AS with everything dialogue related, it appears to be one step in one direction, another in another direction. Prime Minister Nawaz Sharif making the trek to PTI chief Imran Khan’s home for discussions prior to the announcement of a new government negotiating committee at least sends the signal that the political leadership of this country can come together and discuss issues of great national import — even if the politicians in question are bitter political foes. That trend, visible during the last PPP-led government in Islamabad too, bodes well for democratic stability and suggests that the bad old days of decades past may have been buried for good after all.

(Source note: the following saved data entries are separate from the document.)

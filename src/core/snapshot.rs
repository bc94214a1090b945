//! Tabular `Date,Grams,Cost` snapshots used for export and import.

use crate::core::ledger::StorageError;
use crate::core::record::{LedgerEntry, PurchaseRecord};
use chrono::NaiveDate;
use csv::{ReaderBuilder, Trim, WriterBuilder};
use std::io::Read;
use tracing::debug;

pub fn write_snapshot(entries: &[LedgerEntry]) -> Result<Vec<u8>, StorageError> {
    let mut writer = WriterBuilder::new().has_headers(true).from_writer(Vec::new());

    if entries.is_empty() {
        // serde only emits headers alongside the first row
        writer
            .write_record(["Date", "Grams", "Cost"])
            .map_err(|e| StorageError::Malformed(e.to_string()))?;
    }
    for entry in entries {
        writer
            .serialize(entry.record)
            .map_err(|e| StorageError::Malformed(e.to_string()))?;
    }

    let bytes = writer
        .into_inner()
        .map_err(|e| StorageError::Malformed(e.to_string()))?;
    debug!(rows = entries.len(), bytes = bytes.len(), "Wrote snapshot");
    Ok(bytes)
}

/// Parses a snapshot, validating every row.
///
/// Also accepts the `Purchase Date` and `Total Cost` headers of older
/// spreadsheet exports.
pub fn read_snapshot<R: Read>(input: R) -> Result<Vec<PurchaseRecord>, StorageError> {
    read_snapshot_until(input, NaiveDate::MAX)
}

/// Like [`read_snapshot`], but also rejects purchases dated after `latest`.
pub fn read_snapshot_until<R: Read>(
    input: R,
    latest: NaiveDate,
) -> Result<Vec<PurchaseRecord>, StorageError> {
    let mut reader = ReaderBuilder::new().trim(Trim::All).from_reader(input);

    let headers = reader
        .headers()
        .map_err(|e| StorageError::Malformed(e.to_string()))?
        .clone();

    let mut records = Vec::new();
    for row in reader.records() {
        let row = row.map_err(|e| StorageError::Malformed(e.to_string()))?;
        let line = row.position().map_or(0, |p| p.line());
        let malformed =
            |e: &dyn std::fmt::Display| StorageError::Malformed(format!("line {line}: {e}"));

        let record: PurchaseRecord = row
            .deserialize(Some(&headers))
            .map_err(|e| malformed(&e))?;
        record.validate().map_err(|e| malformed(&e))?;
        if record.purchase_date > latest {
            return Err(malformed(&format!(
                "purchase date {} is in the future",
                record.purchase_date
            )));
        }
        records.push(record);
    }

    debug!(rows = records.len(), "Read snapshot");
    Ok(records)
}

#[cfg(test)]
mod tests {
    use super::*;
    use crate::core::record::RecordId;

    fn entry(id: u64, date: &str, grams: f64, cost: f64) -> LedgerEntry {
        LedgerEntry {
            id: RecordId(id),
            record: PurchaseRecord::new(date.parse::<NaiveDate>().unwrap(), grams, cost).unwrap(),
        }
    }

    #[test]
    fn test_write_snapshot_layout() {
        let entries = vec![
            entry(1, "2024-01-15", 10.0, 1000.0),
            entry(4, "2024-11-02", 2.5, 480.75),
        ];
        let text = String::from_utf8(write_snapshot(&entries).unwrap()).unwrap();
        let lines: Vec<&str> = text.lines().collect();

        assert_eq!(lines[0], "Date,Grams,Cost");
        assert_eq!(lines[1], "2024-01-15,10.0,1000.0");
        assert_eq!(lines[2], "2024-11-02,2.5,480.75");
        assert_eq!(lines.len(), 3);
    }

    #[test]
    fn test_empty_snapshot_has_header() {
        let text = String::from_utf8(write_snapshot(&[]).unwrap()).unwrap();
        assert_eq!(text.trim_end(), "Date,Grams,Cost");
        assert!(read_snapshot(text.as_bytes()).unwrap().is_empty());
    }

    #[test]
    fn test_read_snapshot_written_by_us() {
        let entries = vec![entry(1, "2024-01-15", 10.0, 1000.0)];
        let bytes = write_snapshot(&entries).unwrap();
        let records = read_snapshot(bytes.as_slice()).unwrap();
        assert_eq!(records, vec![entries[0].record]);
    }

    #[test]
    fn test_read_legacy_spreadsheet_headers() {
        let data = "Purchase Date,Grams,Total Cost\n2023-05-01, 5 , 900\n2023-06-01,1.5,285.5\n";
        let records = read_snapshot(data.as_bytes()).unwrap();

        assert_eq!(records.len(), 2);
        assert_eq!(
            records[0].purchase_date,
            NaiveDate::from_ymd_opt(2023, 5, 1).unwrap()
        );
        assert_eq!(records[0].grams, 5.0);
        assert_eq!(records[1].total_cost, 285.5);
    }

    #[test]
    fn test_read_rejects_negative_values_with_line() {
        let data = "Date,Grams,Cost\n2023-05-01,5,900\n2023-06-01,-1,100\n";
        let err = read_snapshot(data.as_bytes()).unwrap_err();
        assert!(matches!(err, StorageError::Malformed(_)));
        assert!(err.to_string().contains("line 3"), "{err}");
    }

    #[test]
    fn test_read_until_rejects_later_dates_with_line() {
        let data = "Date,Grams,Cost\n2024-01-01,1,100\n2024-03-02,1,100\n";
        let latest = NaiveDate::from_ymd_opt(2024, 3, 1).unwrap();

        let err = read_snapshot_until(data.as_bytes(), latest).unwrap_err();
        assert!(matches!(err, StorageError::Malformed(_)));
        assert!(err.to_string().contains("line 3"), "{err}");
        assert!(err.to_string().contains("2024-03-02"), "{err}");

        assert_eq!(read_snapshot(data.as_bytes()).unwrap().len(), 2);
    }

    #[test]
    fn test_read_rejects_unparseable_rows() {
        let data = "Date,Grams,Cost\nyesterday,5,900\n";
        assert!(matches!(
            read_snapshot(data.as_bytes()),
            Err(StorageError::Malformed(_))
        ));
    }
}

Now, to the more complicated development: the formation of a new government committee to carry forward the dialogue process with the outlawed TTP. In the government’s version, the original four-member committee had performed some useful services and laid the groundwork for more serious and direct engagement with the TTP and now it was time for a committee empowered to take decisions on what can be offered to the TTP and what is to be demanded of it. The problem with that explanation is the composition of the committee: three serving bureaucrats and one retired bureaucrat and diplomat affiliated with the PTI. To students of how power works in Pakistan and what is and is not possible, it is difficult to see how the new committee is more empowered and independent than the previous one. Bureaucrats with a deep knowledge of Fata and tribal affairs some of the members of the new committee may be, but the Pakistani bureaucratic structure does not allow for much initiative or independence — or even forthrightly presenting conflicting views to their political superiors. If this is truly the result-oriented phase, in government-speak, of the dialogue process, then it would appear that the new committee may be little more than a front for behind-the-scenes confabulations between the political government and the army leadership and among the political leadership.
Away from the issue of the composition of the new committee, there remains the issue of what the principal negotiation points will be and how the political and army leaderships will square their differences on them. The TTP in its meeting with its own nominated committee in North Waziristan will likely lay out its own set of demands, which may give an indication of what the contours of a successful agreement may eventually look like. But what the TTP demands is one thing — how the PML-N government will be able to keep both the PTI and the army leadership on board in addition to keeping public opinion on its side is quite another matter. To wit, to what extent the PTI, the PML-N and the army are on the same page is difficult to say.